## WORK TASK
In the records below, begin at the line that has "for path in" and stop after the line that has "cache.store(path, mtime, extracted);"; quote those lines verbatim and nothing more.

[INPUT]

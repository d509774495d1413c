//
// bibliography/mod.rs
//
// Citation key discovery across a project's bibliography files
//

pub mod fallback;
#[cfg(feature = "structured-bibliography")]
pub mod latex_text;
#[cfg(feature = "structured-bibliography")]
pub mod structured;

use std::fmt;

use crate::candidate::Candidate;
use crate::config::{BibliographyParser, IndexerConfig};
use crate::file_cache::{CacheLookup, FileCache};
use crate::scan::{self, ScanScope};

pub use fallback::FallbackExtractor;
#[cfg(feature = "structured-bibliography")]
pub use structured::StructuredExtractor;

/// Entry types that define macros or preamble text rather than citable works
const NON_CITABLE: &[&str] = &["string", "preamble", "comment"];

/// Whether an entry of `entry_type` (lower-cased) can be cited
pub fn is_citable(entry_type: &str) -> bool {
    !NON_CITABLE.contains(&entry_type)
}

/// A citable bibliography entry
#[derive(Debug, Clone, PartialEq, Eq)]
pub struct BibEntry {
    pub key: String,
    pub entry_type: String,
    /// "Title (Authors)" text; `None` when the strategy has no detail
    pub detail: Option<String>,
}

impl BibEntry {
    pub fn into_candidate(self) -> Candidate {
        Candidate {
            identifier: self.key,
            detail: self.detail,
        }
    }
}

/// Strategy for turning bibliography file text into entries.
///
/// Implementations must be pure functions of the text: the same content
/// always yields the same entries, and text without entries yields none.
pub trait BibliographyExtractor: fmt::Debug + Send + Sync {
    /// Short name for logs and diagnostics
    fn name(&self) -> &'static str;
    fn extract(&self, text: &str) -> Vec<BibEntry>;
}

/// Finds citation candidates in every bibliography file under a scope
#[derive(Debug)]
pub struct BibliographyIndexer {
    extension: String,
    extractor: Box<dyn BibliographyExtractor>,
}

impl BibliographyIndexer {
    /// Build an indexer, choosing the extraction strategy once
    pub fn new(config: &IndexerConfig) -> Self {
        let extractor: Box<dyn BibliographyExtractor> = match config.bibliography_parser {
            BibliographyParser::Fallback => Box::new(FallbackExtractor::new()),
            BibliographyParser::Auto => best_available(config),
        };
        log::debug!("Bibliography extraction strategy: {}", extractor.name());
        Self {
            extension: config.bibliography_extension.clone(),
            extractor,
        }
    }

    /// Build an indexer around an explicit strategy
    pub fn with_extractor(extension: impl Into<String>, extractor: Box<dyn BibliographyExtractor>) -> Self {
        Self {
            extension: extension.into(),
            extractor,
        }
    }

    pub fn strategy(&self) -> &'static str {
        self.extractor.name()
    }

    /// Collect candidates from all bibliography files in `scope`.
    ///
    /// Unchanged files are served from `cache`. Files that vanish or cannot
    /// be read are logged and skipped. Keys repeated across files are kept.
    pub fn find_entries(&self, scope: &ScanScope, cache: &mut FileCache) -> Vec<Candidate> {
        let files = scan::matching_files(scope, |name| name.ends_with(self.extension.as_str()));
        let mut candidates = Vec::new();
        let mut rescanned = 0usize;

        for path in files {
            let mtime = match cache.check(&path) {
                Ok(CacheLookup::Hit(cached)) => {
                    candidates.extend(cached);
                    continue;
                }
                Ok(CacheLookup::Miss { mtime }) => mtime,
                Err(e) => {
                    log::warn!("Skipping bibliography file: {}", e);
                    continue;
                }
            };

            let text = match scan::read_text(&path) {
                Ok(text) => text,
                Err(e) => {
                    log::warn!("Skipping bibliography file: {}", e);
                    continue;
                }
            };

            let extracted: Vec<Candidate> = self
                .extractor
                .extract(&text)
                .into_iter()
                .map(BibEntry::into_candidate)
                .collect();
            log::trace!("Extracted {} entries from {}", extracted.len(), path.display());
            candidates.extend(extracted.iter().cloned());
            cache.store(path, mtime, extracted);
            rescanned += 1;
        }

        log::debug!(
            "Bibliography scan of {}: {} candidates, {} files rescanned",
            scope.dir.display(),
            candidates.len(),
            rescanned
        );
        candidates
    }
}

#[cfg(feature = "structured-bibliography")]
fn best_available(config: &IndexerConfig) -> Box<dyn BibliographyExtractor> {
    Box::new(StructuredExtractor::new(config.title_max_length))
}

#[cfg(not(feature = "structured-bibliography"))]
fn best_available(_config: &IndexerConfig) -> Box<dyn BibliographyExtractor> {
    log::debug!("Structured bibliography parsing not compiled in; citations carry no detail");
    Box::new(FallbackExtractor::new())
}

#[cfg(test)]
mod tests {
    use super::*;
    use crate::test_utils::fixture_project::set_mtime;
    use std::path::Path;
    use std::time::{Duration, SystemTime};
    use tempfile::TempDir;

    const SAMPLE: &str = "@article{key1, title={A Very Long Title About Something}, author={Smith, J. and Doe, A.}}\n";

    fn scope(dir: &Path) -> ScanScope {
        ScanScope {
            dir: dir.to_path_buf(),
            recursive: true,
            follow_links: false,
        }
    }

    fn base_time() -> SystemTime {
        SystemTime::UNIX_EPOCH + Duration::from_secs(1_700_000_000)
    }

    fn fallback_indexer() -> BibliographyIndexer {
        BibliographyIndexer::with_extractor(".bib", Box::new(FallbackExtractor::new()))
    }

    #[test]
    fn test_recursive_discovery() {
        let tmp = TempDir::new().unwrap();
        let sub = tmp.path().join("refs");
        std::fs::create_dir_all(&sub).unwrap();
        std::fs::write(tmp.path().join("main.bib"), "@book{b1,\n}\n").unwrap();
        std::fs::write(sub.join("more.bib"), "@misc{m1,\n}\n").unwrap();
        std::fs::write(sub.join("notes.txt"), "@misc{ignored,\n}\n").unwrap();

        let mut cache = FileCache::new();
        let mut ids: Vec<_> = fallback_indexer()
            .find_entries(&scope(tmp.path()), &mut cache)
            .into_iter()
            .map(|c| c.identifier)
            .collect();
        ids.sort();
        assert_eq!(ids, vec!["b1".to_string(), "m1".to_string()]);
        assert_eq!(cache.file_count(), 2);
    }

    #[test]
    fn test_duplicates_across_files_kept() {
        let tmp = TempDir::new().unwrap();
        std::fs::write(tmp.path().join("a.bib"), "@book{same,\n}\n").unwrap();
        std::fs::write(tmp.path().join("b.bib"), "@book{same,\n}\n").unwrap();

        let mut cache = FileCache::new();
        let found = fallback_indexer().find_entries(&scope(tmp.path()), &mut cache);
        assert_eq!(found.len(), 2);
    }

    #[test]
    fn test_unchanged_file_served_from_cache() {
        let tmp = TempDir::new().unwrap();
        let bib = tmp.path().join("refs.bib");
        std::fs::write(&bib, "@book{original,\n}\n").unwrap();
        set_mtime(&bib, base_time());

        let indexer = fallback_indexer();
        let mut cache = FileCache::new();
        let first = indexer.find_entries(&scope(tmp.path()), &mut cache);

        // New content with the old mtime: only a re-read would notice it
        std::fs::write(&bib, "@book{rewritten,\n}\n").unwrap();
        set_mtime(&bib, base_time());

        let second = indexer.find_entries(&scope(tmp.path()), &mut cache);
        assert_eq!(first, second);
        assert_eq!(second[0].identifier, "original");
        assert_eq!(cache.hits(), 1);
    }

    #[test]
    fn test_touched_file_rescanned_even_when_emptied() {
        let tmp = TempDir::new().unwrap();
        let bib = tmp.path().join("refs.bib");
        std::fs::write(&bib, "@book{original,\n}\n").unwrap();
        set_mtime(&bib, base_time());

        let indexer = fallback_indexer();
        let mut cache = FileCache::new();
        assert_eq!(indexer.find_entries(&scope(tmp.path()), &mut cache).len(), 1);

        std::fs::write(&bib, "% nothing left\n").unwrap();
        set_mtime(&bib, base_time() + Duration::from_secs(5));

        assert!(indexer.find_entries(&scope(tmp.path()), &mut cache).is_empty());
        assert_eq!(cache.hits(), 0);
    }

    #[test]
    fn test_string_only_file_yields_nothing() {
        let tmp = TempDir::new().unwrap();
        std::fs::write(tmp.path().join("macros.bib"), "@string{abbr = \"X\"}\n").unwrap();

        let indexer = BibliographyIndexer::new(&IndexerConfig::default());
        let mut cache = FileCache::new();
        assert!(indexer.find_entries(&scope(tmp.path()), &mut cache).is_empty());
    }

    #[cfg(unix)]
    #[test]
    fn test_unreadable_file_skipped_walk_continues() {
        use crate::test_utils::fixture_project::make_unreadable;

        let tmp = TempDir::new().unwrap();
        std::fs::write(tmp.path().join("bad.bib"), "@book{hidden,\n}\n").unwrap();
        std::fs::write(tmp.path().join("good.bib"), "@book{visible,\n}\n").unwrap();
        if !make_unreadable(&tmp.path().join("bad.bib")) {
            return;
        }

        let indexer = fallback_indexer();
        let mut cache = FileCache::new();
        let found = indexer.find_entries(&scope(tmp.path()), &mut cache);
        assert_eq!(found, vec![Candidate::new("visible")]);
        // Nothing is recorded for the failed file, so it is retried next time
        assert_eq!(cache.file_count(), 1);

        let again = indexer.find_entries(&scope(tmp.path()), &mut cache);
        assert_eq!(again, found);
        assert_eq!(cache.hits(), 1);
    }

    #[test]
    fn test_forced_fallback_strategy() {
        let config = IndexerConfig {
            bibliography_parser: BibliographyParser::Fallback,
            ..Default::default()
        };
        assert_eq!(BibliographyIndexer::new(&config).strategy(), "fallback");
    }

    #[cfg(feature = "structured-bibliography")]
    #[test]
    fn test_structured_strategy_is_default_and_repeatable() {
        let tmp = TempDir::new().unwrap();
        let bib = tmp.path().join("refs.bib");
        std::fs::write(&bib, SAMPLE).unwrap();

        let indexer = BibliographyIndexer::new(&IndexerConfig::default());
        assert_eq!(indexer.strategy(), "structured");

        let expected = vec![Candidate::with_detail(
            "key1",
            "A Very Long Title About... (J. Smith et al.)",
        )];
        let mut cache = FileCache::new();
        assert_eq!(indexer.find_entries(&scope(tmp.path()), &mut cache), expected);

        // A fresh cache forces a second extraction of the same bytes
        let mut fresh = FileCache::new();
        assert_eq!(indexer.find_entries(&scope(tmp.path()), &mut fresh), expected);
    }

    #[cfg(not(feature = "structured-bibliography"))]
    #[test]
    fn test_without_structured_parser_keys_have_no_detail() {
        let tmp = TempDir::new().unwrap();
        std::fs::write(tmp.path().join("refs.bib"), SAMPLE).unwrap();

        let indexer = BibliographyIndexer::new(&IndexerConfig::default());
        assert_eq!(indexer.strategy(), "fallback");
        let mut cache = FileCache::new();
        assert_eq!(
            indexer.find_entries(&scope(tmp.path()), &mut cache),
            vec![Candidate::new("key1")]
        );
    }
}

[/INPUT]

## OUTPUT OF THE EXERCISE
        for path in files {
            let mtime = match cache.check(&path) {
                Ok(CacheLookup::Hit(cached)) => {
                    candidates.extend(cached);
                    continue;
                }
                Ok(CacheLookup::Miss { mtime }) => mtime,
                Err(e) => {
                    log::warn!("Skipping bibliography file: {}", e);
                    continue;
                }
            };

            let text = match scan::read_text(&path) {
                Ok(text) => text,
                Err(e) => {
                    log::warn!("Skipping bibliography file: {}", e);
                    continue;
                }
            };

            let extracted: Vec<Candidate> = self
                .extractor
                .extract(&text)
                .into_iter()
                .map(BibEntry::into_candidate)
                .collect();
            log::trace!("Extracted {} entries from {}", extracted.len(), path.display());
            candidates.extend(extracted.iter().cloned());
            cache.store(path, mtime, extracted);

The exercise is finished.